EXERCISE: Here are the records. Write out exactly the lines between the one holding "task.schedule_retry();" and the one holding "let mut staged", inclusive.

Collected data

//! Segment fetcher: one descriptor's payload to one local file, with retry.
//!
//! Every attempt streams into `<dest>.part` and renames on success, so the
//! destination path only ever holds a complete payload. Between attempts the
//! task moves through `RetryScheduled` and waits out the policy's backoff.

use std::path::PathBuf;
use std::sync::Arc;

use crate::control::CancelToken;
use crate::recording::RecordingDescriptor;
use crate::retry::{classify, RetryDecision, RetryPolicy, SegmentError};
use crate::storage::StagedFile;
use crate::task::DownloadTask;

/// Where segment payloads come from. Implemented by `CameraSession`; tests
/// substitute scripted sources.
pub trait SegmentSource: Send + Sync {
    /// Stream the payload for `descriptor` into `out`, returning bytes received.
    /// Implementations should stop early with `SegmentError::Cancelled` once
    /// `cancel` is set.
    fn fetch_into(
        &self,
        descriptor: &RecordingDescriptor,
        out: &mut StagedFile,
        cancel: &CancelToken,
    ) -> Result<u64, SegmentError>;
}

/// A segment that reached its final path.
#[derive(Debug, Clone)]
pub struct FetchOutcome {
    pub path: PathBuf,
    pub bytes: u64,
    pub attempts: u32,
}

/// A segment that exhausted its attempts (or hit a non-retryable error).
#[derive(Debug, thiserror::Error)]
#[error("segment {descriptor} failed after {attempts} attempt(s): {last_cause}")]
pub struct DownloadError {
    pub descriptor: Arc<RecordingDescriptor>,
    pub attempts: u32,
    pub last_cause: SegmentError,
}

/// Downloads single segments through a `SegmentSource` under a retry policy.
pub struct SegmentFetcher<S> {
    source: Arc<S>,
    policy: RetryPolicy,
}

impl<S: SegmentSource> SegmentFetcher<S> {
    pub fn new(source: Arc<S>, policy: RetryPolicy) -> Self {
        Self { source, policy }
    }

    pub fn policy(&self) -> &RetryPolicy {
        &self.policy
    }

    /// Fetch `descriptor` to `dest` as a one-off task.
    pub fn fetch_to(
        &self,
        descriptor: Arc<RecordingDescriptor>,
        dest: PathBuf,
        cancel: &CancelToken,
    ) -> Result<FetchOutcome, DownloadError> {
        let mut task = DownloadTask::new(0, descriptor, dest);
        self.fetch(&mut task, cancel)
    }

    /// Drive `task` to a terminal state.
    pub fn fetch(
        &self,
        task: &mut DownloadTask,
        cancel: &CancelToken,
    ) -> Result<FetchOutcome, DownloadError> {
        loop {
            if cancel.is_cancelled() {
                task.fail();
                return Err(self.give_up(task, SegmentError::Cancelled));
            }
            task.begin_attempt();
            let err = match self.attempt(task, cancel) {
                Ok(bytes) => {
                    task.succeed();
                    tracing::debug!(
                        segment = %task.descriptor(),
                        attempt = task.attempt(),
                        bytes,
                        "segment downloaded"
                    );
                    return Ok(FetchOutcome {
                        path: task.local_path().to_path_buf(),
                        bytes,
                        attempts: task.attempt(),
                    });
                }
                Err(e) => e,
            };

            let kind = classify(&err);
            match self.policy.decide(task.attempt(), kind) {
                RetryDecision::NoRetry => {
                    task.fail();
                    return Err(self.give_up(task, err));
                }
                RetryDecision::RetryAfter(delay) => {
                    tracing::debug!(
                        segment = %task.descriptor(),
                        attempt = task.attempt(),
                        ?kind,
                        error = %err,
                        delay_ms = delay.as_millis() as u64,
                        "segment attempt failed, retrying"
                    );
                    task.schedule_retry();
                    if !cancel.sleep(delay) {
                        task.fail();
                        return Err(self.give_up(task, SegmentError::Cancelled));
                    }
                }
            }
        }
    }

    /// One attempt: stage, stream, verify non-empty, publish.
    fn attempt(&self, task: &DownloadTask, cancel: &CancelToken) -> Result<u64, SegmentError> {
        let mut staged = StagedFile::create(task.local_path()).map_err(SegmentError::Storage)?;
        let bytes = self.source.fetch_into(task.descriptor(), &mut staged, cancel)?;
        if bytes == 0 || staged.bytes_written() == 0 {
            return Err(SegmentError::Empty);
        }
        staged.finalize().map_err(SegmentError::Storage)?;
        Ok(bytes)
    }

    fn give_up(&self, task: &DownloadTask, last_cause: SegmentError) -> DownloadError {
        tracing::warn!(
            segment = %task.descriptor(),
            attempts = task.attempt(),
            error = %last_cause,
            "segment download failed"
        );
        DownloadError {
            descriptor: Arc::clone(task.descriptor()),
            attempts: task.attempt(),
            last_cause,
        }
    }
}

#[cfg(test)]
mod tests;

TASK ANSWER:
                    task.schedule_retry();
                    if !cancel.sleep(delay) {
                        task.fail();
                        return Err(self.give_up(task, SegmentError::Cancelled));
                    }
                }
            }
        }
    }

    /// One attempt: stage, stream, verify non-empty, publish.
    fn attempt(&self, task: &DownloadTask, cancel: &CancelToken) -> Result<u64, SegmentError> {
        let mut staged = StagedFile::create(task.local_path()).map_err(SegmentError::Storage)?;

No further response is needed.